Task prompt: Keep every line of the data below that has the string "after" and present those lines.

Given records:
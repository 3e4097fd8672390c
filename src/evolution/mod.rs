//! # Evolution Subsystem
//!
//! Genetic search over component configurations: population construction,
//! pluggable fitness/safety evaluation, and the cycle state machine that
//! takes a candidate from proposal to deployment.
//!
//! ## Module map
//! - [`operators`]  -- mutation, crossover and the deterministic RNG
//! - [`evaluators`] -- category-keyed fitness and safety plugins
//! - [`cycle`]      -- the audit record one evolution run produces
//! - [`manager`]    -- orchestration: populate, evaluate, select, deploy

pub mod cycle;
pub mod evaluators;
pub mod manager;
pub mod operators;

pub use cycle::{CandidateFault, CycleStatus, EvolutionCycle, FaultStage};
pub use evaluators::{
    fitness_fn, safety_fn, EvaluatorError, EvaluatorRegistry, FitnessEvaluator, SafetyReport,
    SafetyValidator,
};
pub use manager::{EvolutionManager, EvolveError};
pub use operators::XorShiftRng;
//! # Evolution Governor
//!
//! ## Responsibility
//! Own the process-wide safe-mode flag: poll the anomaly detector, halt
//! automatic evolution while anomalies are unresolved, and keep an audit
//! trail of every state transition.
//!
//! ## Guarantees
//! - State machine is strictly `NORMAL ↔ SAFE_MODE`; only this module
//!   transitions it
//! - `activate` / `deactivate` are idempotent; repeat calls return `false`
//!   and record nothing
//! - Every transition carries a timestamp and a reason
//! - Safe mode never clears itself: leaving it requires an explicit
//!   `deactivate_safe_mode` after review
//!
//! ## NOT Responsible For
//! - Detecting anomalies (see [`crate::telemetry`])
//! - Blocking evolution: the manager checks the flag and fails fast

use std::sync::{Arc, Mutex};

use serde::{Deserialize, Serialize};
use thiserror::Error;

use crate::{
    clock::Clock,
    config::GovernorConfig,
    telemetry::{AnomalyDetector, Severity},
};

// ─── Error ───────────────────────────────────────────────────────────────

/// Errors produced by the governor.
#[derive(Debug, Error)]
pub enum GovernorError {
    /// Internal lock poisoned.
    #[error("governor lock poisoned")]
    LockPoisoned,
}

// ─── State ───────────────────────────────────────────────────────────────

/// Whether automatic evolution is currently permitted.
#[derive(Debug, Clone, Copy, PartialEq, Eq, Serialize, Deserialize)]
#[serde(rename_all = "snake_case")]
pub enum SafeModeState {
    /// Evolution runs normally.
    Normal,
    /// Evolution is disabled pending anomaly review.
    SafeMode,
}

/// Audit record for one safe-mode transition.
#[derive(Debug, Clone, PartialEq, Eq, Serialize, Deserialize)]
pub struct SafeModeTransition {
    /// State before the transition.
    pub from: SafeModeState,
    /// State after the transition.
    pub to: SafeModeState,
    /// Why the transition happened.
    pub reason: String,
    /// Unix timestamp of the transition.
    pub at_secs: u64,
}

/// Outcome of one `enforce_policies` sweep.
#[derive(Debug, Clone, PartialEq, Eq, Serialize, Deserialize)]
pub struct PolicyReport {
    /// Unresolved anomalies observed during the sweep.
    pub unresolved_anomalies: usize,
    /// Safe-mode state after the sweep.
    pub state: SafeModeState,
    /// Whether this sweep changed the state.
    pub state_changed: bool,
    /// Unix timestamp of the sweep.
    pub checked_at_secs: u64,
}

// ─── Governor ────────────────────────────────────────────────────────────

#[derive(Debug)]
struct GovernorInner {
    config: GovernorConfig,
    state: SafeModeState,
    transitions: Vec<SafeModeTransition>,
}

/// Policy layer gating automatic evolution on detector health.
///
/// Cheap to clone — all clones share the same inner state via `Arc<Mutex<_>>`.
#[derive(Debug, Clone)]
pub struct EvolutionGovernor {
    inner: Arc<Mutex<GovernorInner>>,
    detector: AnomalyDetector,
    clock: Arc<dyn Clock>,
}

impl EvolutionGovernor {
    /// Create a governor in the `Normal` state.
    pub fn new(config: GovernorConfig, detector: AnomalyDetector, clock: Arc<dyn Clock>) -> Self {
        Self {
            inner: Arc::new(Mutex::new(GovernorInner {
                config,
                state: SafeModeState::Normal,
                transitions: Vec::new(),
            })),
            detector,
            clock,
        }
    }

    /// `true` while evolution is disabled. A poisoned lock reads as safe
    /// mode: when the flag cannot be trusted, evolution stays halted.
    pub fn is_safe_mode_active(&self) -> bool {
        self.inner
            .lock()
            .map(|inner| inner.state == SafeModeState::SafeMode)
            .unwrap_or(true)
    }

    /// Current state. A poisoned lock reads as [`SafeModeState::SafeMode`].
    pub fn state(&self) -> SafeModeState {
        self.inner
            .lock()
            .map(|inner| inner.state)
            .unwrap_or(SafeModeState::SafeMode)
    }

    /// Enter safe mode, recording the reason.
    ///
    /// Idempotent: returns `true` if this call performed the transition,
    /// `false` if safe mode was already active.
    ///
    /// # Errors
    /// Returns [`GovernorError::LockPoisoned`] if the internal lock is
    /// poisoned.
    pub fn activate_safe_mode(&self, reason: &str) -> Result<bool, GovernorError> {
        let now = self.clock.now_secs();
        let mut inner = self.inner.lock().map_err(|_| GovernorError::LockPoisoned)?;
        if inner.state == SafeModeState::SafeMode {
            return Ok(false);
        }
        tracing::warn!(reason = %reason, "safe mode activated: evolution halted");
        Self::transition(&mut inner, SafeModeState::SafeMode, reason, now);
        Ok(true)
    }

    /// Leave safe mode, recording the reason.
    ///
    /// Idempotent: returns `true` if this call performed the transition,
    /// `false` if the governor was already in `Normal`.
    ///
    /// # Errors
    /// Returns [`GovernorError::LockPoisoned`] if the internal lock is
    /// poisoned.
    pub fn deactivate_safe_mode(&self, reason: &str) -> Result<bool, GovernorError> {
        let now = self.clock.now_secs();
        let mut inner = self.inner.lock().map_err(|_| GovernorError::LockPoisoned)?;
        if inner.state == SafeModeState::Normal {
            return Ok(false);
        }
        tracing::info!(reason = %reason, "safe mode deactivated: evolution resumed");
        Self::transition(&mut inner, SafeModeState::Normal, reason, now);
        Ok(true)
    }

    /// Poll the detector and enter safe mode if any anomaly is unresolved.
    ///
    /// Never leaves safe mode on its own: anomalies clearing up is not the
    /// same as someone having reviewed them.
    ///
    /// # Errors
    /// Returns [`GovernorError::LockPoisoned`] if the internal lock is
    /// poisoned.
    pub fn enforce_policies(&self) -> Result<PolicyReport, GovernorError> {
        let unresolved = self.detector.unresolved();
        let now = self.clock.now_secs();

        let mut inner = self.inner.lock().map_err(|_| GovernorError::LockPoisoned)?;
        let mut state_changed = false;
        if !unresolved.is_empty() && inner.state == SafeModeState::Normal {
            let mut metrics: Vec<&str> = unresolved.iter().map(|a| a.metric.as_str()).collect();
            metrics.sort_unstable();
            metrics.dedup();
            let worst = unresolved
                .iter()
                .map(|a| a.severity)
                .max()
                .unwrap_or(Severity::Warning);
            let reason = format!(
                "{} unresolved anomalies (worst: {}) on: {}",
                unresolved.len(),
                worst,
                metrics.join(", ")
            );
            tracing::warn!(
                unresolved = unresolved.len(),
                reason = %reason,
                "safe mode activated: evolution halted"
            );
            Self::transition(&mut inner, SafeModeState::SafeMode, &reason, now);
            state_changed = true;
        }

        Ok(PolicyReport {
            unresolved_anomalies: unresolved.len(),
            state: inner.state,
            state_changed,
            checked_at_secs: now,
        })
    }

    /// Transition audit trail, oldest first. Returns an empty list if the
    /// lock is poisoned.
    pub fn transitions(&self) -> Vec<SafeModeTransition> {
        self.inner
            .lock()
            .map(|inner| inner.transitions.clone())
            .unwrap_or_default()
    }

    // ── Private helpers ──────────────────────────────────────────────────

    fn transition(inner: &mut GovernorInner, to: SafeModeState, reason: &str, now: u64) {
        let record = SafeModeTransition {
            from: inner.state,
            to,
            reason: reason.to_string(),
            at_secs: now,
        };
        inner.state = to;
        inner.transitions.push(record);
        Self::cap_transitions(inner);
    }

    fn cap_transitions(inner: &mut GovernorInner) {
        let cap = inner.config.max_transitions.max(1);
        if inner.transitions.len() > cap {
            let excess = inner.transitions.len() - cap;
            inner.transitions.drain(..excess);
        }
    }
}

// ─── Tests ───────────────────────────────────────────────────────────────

Response area:
//!   `deactivate_safe_mode` after review
    /// State after the transition.
    /// Safe-mode state after the sweep.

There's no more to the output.